The manipulation effects on SBP reactivity, our primary dependent variable, supported the predictions and replicate the initial findings of Experiment 1—this time all effects and cell comparisons attained the conventional level of statistical significance. When participants asked themselves if they mobilized enough resources or worked on the mental concentration task without an explicit effort-rule, systolic reactivity was stronger in a negative mood than in a positive mood. Most relevant, this effect was inversed, resulting in significantly stronger systolic reactivity in a positive mood than in a negative mood, when participants asked themselves if they enjoyed task performance. The no-rule control condition replicated previous research on mood effects on effort mobilization and revealed stronger reactivity in a negative mood than in a positive mood, suggesting that an enough-rule is the default judgment in resource mobilization. Similar effects have been reported by Martin et al. (1993) concerning mood effects on persistence.

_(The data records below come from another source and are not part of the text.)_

//! Bounded cosine similarity between embedding vectors.

use thiserror::Error;

/// Norm products at or below this are treated as zero magnitude.
const MIN_NORM_PRODUCT: f64 = 1e-12;

#[derive(Error, Debug, Clone, PartialEq, Eq)]
pub enum SimilarityError {
    #[error("invalid input: {0}")]
    InvalidInput(String),
}

/// Compute cosine similarity between two flat vectors.
///
/// Returns a value clamped to [-1, 1]. A zero-magnitude vector yields exactly
/// 0.0. Empty inputs and length mismatches are rejected.
pub fn cosine_similarity(a: &[f32], b: &[f32]) -> Result<f32, SimilarityError> {
    if a.is_empty() || b.is_empty() {
        return Err(SimilarityError::InvalidInput(
            "embedding vectors must not be empty".into(),
        ));
    }
    if a.len() != b.len() {
        return Err(SimilarityError::InvalidInput(format!(
            "embedding vectors must have the same shape ({} vs {})",
            a.len(),
            b.len()
        )));
    }

    // f64 accumulation keeps identical vectors at 1.0.
    let mut dot = 0.0f64;
    let mut norm_a = 0.0f64;
    let mut norm_b = 0.0f64;
    for (&x, &y) in a.iter().zip(b) {
        let (x, y) = (f64::from(x), f64::from(y));
        dot += x * y;
        norm_a += x * x;
        norm_b += y * y;
    }

    let denom = norm_a.sqrt() * norm_b.sqrt();
    if denom <= MIN_NORM_PRODUCT {
        return Ok(0.0);
    }

    Ok((dot / denom).clamp(-1.0, 1.0) as f32)
}
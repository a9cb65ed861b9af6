//! ArcFace face recognizer via ONNX Runtime.
//!
//! Extracts 512-dimensional embeddings from aligned color face crops, using
//! the w600k_r50 ArcFace model from the InsightFace packs.

use std::path::Path;

use image::RgbImage;
use ndarray::Array4;
use ort::session::Session;
use ort::value::TensorRef;
use thiserror::Error;

use crate::alignment::{self, ALIGNED_SIZE};
use crate::analysis::{build_session, Device};
use crate::types::{BoundingBox, Embedding};

// --- Named constants (different from SCRFD!) ---
const ARCFACE_MEAN: f32 = 127.5;
const ARCFACE_STD: f32 = 127.5; // symmetric, unlike SCRFD
const ARCFACE_EMBEDDING_DIM: usize = 512;
const ARCFACE_MODEL_VERSION: &str = "w600k_r50";

#[derive(Error, Debug)]
pub enum RecognizerError {
    #[error("model file not found: {0}")]
    ModelNotFound(String),
    #[error("inference failed: {0}")]
    InferenceFailed(String),
    #[error("face has no landmarks; alignment needs the detector keypoints")]
    NoLandmarks,
    #[error("ort: {0}")]
    Ort(#[from] ort::Error),
}

/// ArcFace-based face recognizer.
pub struct FaceRecognizer {
    session: Session,
}

impl FaceRecognizer {
    /// Load the ArcFace ONNX model from the given path.
    pub fn load(model_path: &Path, device: Device) -> Result<Self, RecognizerError> {
        if !model_path.exists() {
            return Err(RecognizerError::ModelNotFound(model_path.display().to_string()));
        }

        let session = build_session(model_path, device)?;
        tracing::info!(
            path = %model_path.display(),
            outputs = ?session.outputs().iter().map(|o| o.name()).collect::<Vec<_>>(),
            "loaded ArcFace model"
        );

        Ok(Self { session })
    }

    /// Extract an L2-normalized embedding for one detected face.
    ///
    /// The face is aligned to the canonical 112×112 template first, so the
    /// detector must have produced landmarks.
    pub fn extract(
        &mut self,
        image: &RgbImage,
        face: &BoundingBox,
    ) -> Result<Embedding, RecognizerError> {
        let landmarks = face.landmarks.as_ref().ok_or(RecognizerError::NoLandmarks)?;
        let aligned = alignment::align_face(image, landmarks);
        let input = Self::preprocess(&aligned);

        let outputs = self.session.run(ort::inputs![TensorRef::from_array_view(input.view())?])?;
        let (_, raw) = outputs[0]
            .try_extract_tensor::<f32>()
            .map_err(|e| RecognizerError::InferenceFailed(format!("embedding extraction: {e}")))?;

        if raw.len() != ARCFACE_EMBEDDING_DIM {
            return Err(RecognizerError::InferenceFailed(format!(
                "expected {ARCFACE_EMBEDDING_DIM}-dim embedding, got {}",
                raw.len()
            )));
        }

        Ok(Embedding {
            values: l2_normalize(raw),
            model_version: Some(ARCFACE_MODEL_VERSION.to_string()),
        })
    }

    /// Convert an aligned RGB crop into a normalized NCHW tensor.
    fn preprocess(aligned: &RgbImage) -> Array4<f32> {
        let size = ALIGNED_SIZE as usize;
        let mut tensor = Array4::<f32>::zeros((1, 3, size, size));
        for (x, y, pixel) in aligned.enumerate_pixels() {
            for c in 0..3 {
                tensor[[0, c, y as usize, x as usize]] =
                    (f32::from(pixel[c]) - ARCFACE_MEAN) / ARCFACE_STD;
            }
        }
        tensor
    }
}

fn l2_normalize(raw: &[f32]) -> Vec<f32> {
    let norm = raw.iter().map(|x| x * x).sum::<f32>().sqrt();
    if norm > 0.0 {
        raw.iter().map(|x| x / norm).collect()
    } else {
        raw.to_vec()
    }
}
//! Image bytes → primary-face embedding.

use std::sync::Arc;

use image::{ImageFormat, RgbImage};
use thiserror::Error;

use crate::engine::{Capability, EngineFactory, ErrorDetail, FailureKind, RecognitionEngine};
use crate::lifecycle::{Clock, EngineManager, SystemClock};
use crate::types::{DetectedFace, Embedding};

/// Formats uploads are expected to arrive in.
const REQUIRED_FORMATS: [ImageFormat; 2] = [ImageFormat::Jpeg, ImageFormat::Png];

#[derive(Error, Debug, Clone, PartialEq, Eq)]
pub enum ExtractError {
    #[error("engine_unavailable")]
    EngineUnavailable,
    #[error("invalid_image")]
    InvalidImage,
    #[error("face_not_detected")]
    FaceNotDetected,
    /// The engine failed while running; the caller must report it to the
    /// manager with [`EngineManager::mark_unhealthy`].
    #[error("inference failed: {0}")]
    InferenceFailed(ErrorDetail),
}

impl ExtractError {
    /// Caller-facing reason code. Inference faults read as an unavailable engine.
    pub fn reason(&self) -> &'static str {
        match self {
            ExtractError::EngineUnavailable | ExtractError::InferenceFailed(_) => {
                "engine_unavailable"
            }
            ExtractError::InvalidImage => "invalid_image",
            ExtractError::FaceNotDetected => "face_not_detected",
        }
    }
}

/// Check that the image decoder was built with the formats we accept.
pub fn probe_decoder() -> Capability {
    let missing: Vec<String> = REQUIRED_FORMATS
        .iter()
        .filter(|f| !f.reading_enabled())
        .map(|f| format!("{f:?}"))
        .collect();
    if missing.is_empty() {
        Capability::Available
    } else {
        Capability::Unavailable(format!("image decoder lacks support for {}", missing.join(", ")))
    }
}

/// Decode arbitrary image bytes into an 8-bit RGB image.
pub fn decode_image(bytes: &[u8]) -> Option<RgbImage> {
    match image::load_from_memory(bytes) {
        Ok(image) => Some(image.to_rgb8()),
        Err(e) => {
            tracing::debug!(error = %e, len = bytes.len(), "image decode failed");
            None
        }
    }
}

/// Pick the face with the largest box area; the first wins on ties.
pub fn select_primary_face(faces: Vec<DetectedFace>) -> Option<DetectedFace> {
    faces.into_iter().fold(None, |best, face| match best {
        Some(b) if b.bbox.area() >= face.bbox.area() => Some(b),
        _ => Some(face),
    })
}

/// Outcome of one extraction plus the engine that served it, if any.
pub struct Extraction<E> {
    pub result: Result<Embedding, ExtractError>,
    pub engine: Option<Arc<E>>,
}

impl<E> Extraction<E> {
    fn without_engine(error: ExtractError) -> Self {
        Self {
            result: Err(error),
            engine: None,
        }
    }
}

/// Extracts the primary face embedding of an uploaded image.
pub struct FaceExtractor<F: EngineFactory, C: Clock = SystemClock> {
    manager: Arc<EngineManager<F, C>>,
}

impl<F: EngineFactory, C: Clock> Clone for FaceExtractor<F, C> {
    fn clone(&self) -> Self {
        Self {
            manager: Arc::clone(&self.manager),
        }
    }
}

impl<F: EngineFactory, C: Clock> FaceExtractor<F, C> {
    pub fn new(manager: Arc<EngineManager<F, C>>) -> Self {
        Self { manager }
    }

    pub fn manager(&self) -> &Arc<EngineManager<F, C>> {
        &self.manager
    }

    pub fn extract(&self, image_bytes: &[u8]) -> Result<Embedding, ExtractError> {
        self.run(image_bytes).result
    }

    /// Like [`extract`](Self::extract), also handing back the engine used so
    /// inference faults can be reported against it.
    pub fn run(&self, image_bytes: &[u8]) -> Extraction<F::Engine> {
        if !self.manager.decoder().is_available() {
            return Extraction::without_engine(ExtractError::EngineUnavailable);
        }
        let Some(engine) = self.manager.acquire() else {
            return Extraction::without_engine(ExtractError::EngineUnavailable);
        };
        let result = Self::embed(engine.as_ref(), image_bytes);
        Extraction {
            result,
            engine: Some(engine),
        }
    }

    fn embed(engine: &F::Engine, image_bytes: &[u8]) -> Result<Embedding, ExtractError> {
        if image_bytes.is_empty() {
            return Err(ExtractError::InvalidImage);
        }
        let image = decode_image(image_bytes).ok_or(ExtractError::InvalidImage)?;

        let faces = engine.detect(&image).map_err(|e| {
            ExtractError::InferenceFailed(ErrorDetail::new(
                FailureKind::InferenceFailed,
                e.to_string(),
            ))
        })?;
        tracing::debug!(
            faces = faces.len(),
            width = image.width(),
            height = image.height(),
            "faces detected"
        );

        select_primary_face(faces)
            .and_then(|face| face.embedding)
            .ok_or(ExtractError::FaceNotDetected)
    }
}

#[cfg(test)]
mod tests {
    use super::*;
    use crate::engine::EngineSettings;
    use crate::mock::{face, solid_png, FakeClock, ScriptedFactory};

    const RED: [u8; 3] = [255, 0, 0];
    const GREEN: [u8; 3] = [0, 255, 0];
    const BLUE: [u8; 3] = [0, 0, 255];

    fn extractor(factory: ScriptedFactory) -> FaceExtractor<ScriptedFactory, FakeClock> {
        let manager = EngineManager::with_clock(
            factory,
            EngineSettings::default(),
            Capability::Available,
            FakeClock::new(),
        );
        FaceExtractor::new(Arc::new(manager))
    }

    #[test]
    fn test_probe_decoder_with_default_features() {
        assert_eq!(probe_decoder(), Capability::Available);
    }

    #[test]
    fn test_empty_bytes_are_invalid() {
        let ex = extractor(ScriptedFactory::default());
        assert_eq!(ex.extract(&[]), Err(ExtractError::InvalidImage));
    }

    #[test]
    fn test_garbage_bytes_are_invalid() {
        let ex = extractor(ScriptedFactory::default());
        assert_eq!(ex.extract(b"definitely not an image"), Err(ExtractError::InvalidImage));
    }

    #[test]
    fn test_no_faces() {
        let ex = extractor(ScriptedFactory::default());
        assert_eq!(ex.extract(&solid_png(RED)), Err(ExtractError::FaceNotDetected));
    }

    #[test]
    fn test_largest_face_wins() {
        let factory = ScriptedFactory::default().with_faces(
            RED,
            vec![
                face(0.0, 0.0, 10.0, 10.0, Some(vec![1.0, 0.0])),
                face(0.0, 0.0, 30.0, 20.0, Some(vec![0.0, 1.0])),
                face(5.0, 5.0, 20.0, 20.0, Some(vec![1.0, 1.0])),
            ],
        );
        let ex = extractor(factory);
        assert_eq!(ex.extract(&solid_png(RED)).unwrap().values, vec![0.0, 1.0]);
    }

    #[test]
    fn test_tie_keeps_first_face() {
        let faces = vec![
            face(0.0, 0.0, 10.0, 10.0, Some(vec![1.0])),
            face(50.0, 50.0, 60.0, 60.0, Some(vec![2.0])),
        ];
        let primary = select_primary_face(faces).unwrap();
        assert_eq!(primary.embedding.unwrap().values, vec![1.0]);
    }

    #[test]
    fn test_primary_face_without_embedding() {
        let factory = ScriptedFactory::default().with_faces(
            GREEN,
            vec![
                face(0.0, 0.0, 10.0, 10.0, Some(vec![1.0, 0.0])),
                face(0.0, 0.0, 50.0, 50.0, None),
            ],
        );
        let ex = extractor(factory);
        assert_eq!(ex.extract(&solid_png(GREEN)), Err(ExtractError::FaceNotDetected));
    }

    #[test]
    fn test_engine_unavailable_before_decoding() {
        let ex = extractor(ScriptedFactory::default().fail_first(1));
        // Even invalid bytes report the engine first.
        assert_eq!(ex.extract(&[]), Err(ExtractError::EngineUnavailable));
    }

    #[test]
    fn test_decoder_unavailable_skips_engine() {
        let factory = ScriptedFactory::default();
        let manager = EngineManager::with_clock(
            factory.clone(),
            EngineSettings::default(),
            Capability::Unavailable("no decoder".into()),
            FakeClock::new(),
        );
        let ex = FaceExtractor::new(Arc::new(manager));
        assert_eq!(ex.extract(&solid_png(RED)), Err(ExtractError::EngineUnavailable));
        assert_eq!(factory.constructions(), 0);
    }

    #[test]
    fn test_run_returns_serving_engine() {
        let ex = extractor(ScriptedFactory::default().with_failure(BLUE, "cuda oom"));
        let extraction = ex.run(&solid_png(BLUE));
        let engine = extraction.engine.unwrap();
        assert!(Arc::ptr_eq(&engine, &ex.manager().acquire().unwrap()));
        assert!(matches!(extraction.result, Err(ExtractError::InferenceFailed(_))));
    }

    #[test]
    fn test_inference_failure_is_classified() {
        let ex = extractor(ScriptedFactory::default().with_failure(BLUE, "cuda oom"));
        let err = ex.extract(&solid_png(BLUE)).unwrap_err();
        assert_eq!(err.reason(), "engine_unavailable");
        match err {
            ExtractError::InferenceFailed(detail) => {
                assert_eq!(detail.kind, FailureKind::InferenceFailed);
                assert!(detail.message.contains("cuda oom"));
            }
            other => panic!("unexpected {other:?}"),
        }
    }
}
use std::path::{Path, PathBuf};

use crate::error::IgdbError;
use crate::types::EnrichedGame;

/// Write the accumulated result collection to a CSV file, one row per game
/// in the fixed column order (Name, Release Date, Rating, Genres,
/// Storyline, Summary, Platforms, Cover URL).
///
/// An empty collection is an error; a write failure leaves the in-memory
/// collection untouched. Returns the path written.
pub fn export_csv(path: &Path, games: &[EnrichedGame]) -> Result<PathBuf, IgdbError> {
    if games.is_empty() {
        return Err(IgdbError::NoData);
    }

    if let Some(parent) = path.parent() {
        if !parent.as_os_str().is_empty() {
            std::fs::create_dir_all(parent)?;
        }
    }

    let mut writer = csv::Writer::from_path(path)?;
    for game in games {
        writer.serialize(game)?;
    }
    writer.flush()?;
    Ok(path.to_path_buf())
}

#[cfg(test)]
mod tests {
    use super::*;

    fn row(name: &str) -> EnrichedGame {
        EnrichedGame {
            name: name.to_string(),
            release_date: "23-06-1996".to_string(),
            rating: "92.5".to_string(),
            genres: "Platform".to_string(),
            storyline: "Not Available".to_string(),
            summary: "A summary, with a comma".to_string(),
            platforms: "Nintendo 64".to_string(),
            cover_url: "No cover available".to_string(),
        }
    }

    #[test]
    fn empty_collection_is_rejected() {
        let dir = tempfile::tempdir().unwrap();
        let path = dir.path().join("empty.csv");
        assert!(matches!(export_csv(&path, &[]), Err(IgdbError::NoData)));
        assert!(!path.exists());
    }

    #[test]
    fn writes_header_in_fixed_column_order() {
        let dir = tempfile::tempdir().unwrap();
        let path = dir.path().join("games.csv");
        export_csv(&path, &[row("Super Mario 64")]).unwrap();

        let content = std::fs::read_to_string(&path).unwrap();
        let header = content.lines().next().unwrap();
        assert_eq!(
            header,
            "Name,Release Date,Rating,Genres,Storyline,Summary,Platforms,Cover URL"
        );
        assert!(content.contains("Super Mario 64"));
        // The comma-bearing field round-trips quoted
        assert!(content.contains("\"A summary, with a comma\""));
    }

    #[test]
    fn writes_one_row_per_game() {
        let dir = tempfile::tempdir().unwrap();
        let path = dir.path().join("games.csv");
        export_csv(&path, &[row("A"), row("B"), row("C")]).unwrap();

        let content = std::fs::read_to_string(&path).unwrap();
        assert_eq!(content.lines().count(), 4); // header + 3 rows
    }
}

The present effects in the no-rule condition are in accordance with the idea that effort mobilization is guided by the general principle of resource conservation, as posited in motivational intensity theory (Brehm & Self, 1989) and supported by numerous studies that investigated resource mobilization without considering the effects of moods (see Wright & Kirby, 2001 for a review).

This study did again not provide any evidence for mood effects on resource mobilization in the context of the mood inductions, i.e. before onset of the mental concentration task that explicitly asked for effort mobilization and in which participants could use their moods as information for their effort mobilization rule. Together with the evidence for the context-dependency of moods’ effect on resource mobilization during task performance, this lends further support to the idea that moods themselves are not motivational states (Gendolla, 2000). As in Experiment 1, effects on the reactivity of DBP and HR were less sensitive to the manipulations, which is not surprising for the physiological reasons discussed above.

One obvious shortcoming of the present study is that the verbal mood manipulation check was not significant. This leads to the puzzle that the mood manipulation had the predicted significant effect on the main dependent variable, resulting in the predicted complex interaction effect on SBP reactivity, while there is no direct evidence for experienced mood changes due to the manipulation. However, it is clear that self-report measures of internal states have their own problems (Wilson, 2002), and that verbal manipulation checks are of limited validity as indicators of efficiently manipulated psychological processes—especially when no plausible alternative explanation for predicted effects on dependent

variables exists (Sigall & Mills, 1998). Given that the here applied mood manipulation had strong effects on effort mobilization and both verbal mood manipulation checks (e.g., Gendolla & Krüsken, 2002a, 2002b) and facial muscular activity (Silvestrini & Gendolla, 2007, in press-b) in our past research, and given further that the present effects on the dependent variable were as predicted, we are confident that our mood manipulation was effective. Moreover, it is of note that the verbal mood manipulation was also significant in Experiment 1. However, we run another study to assure that the present computerized procedure has significant effects on both participants’ self-reported moods and resource mobilization.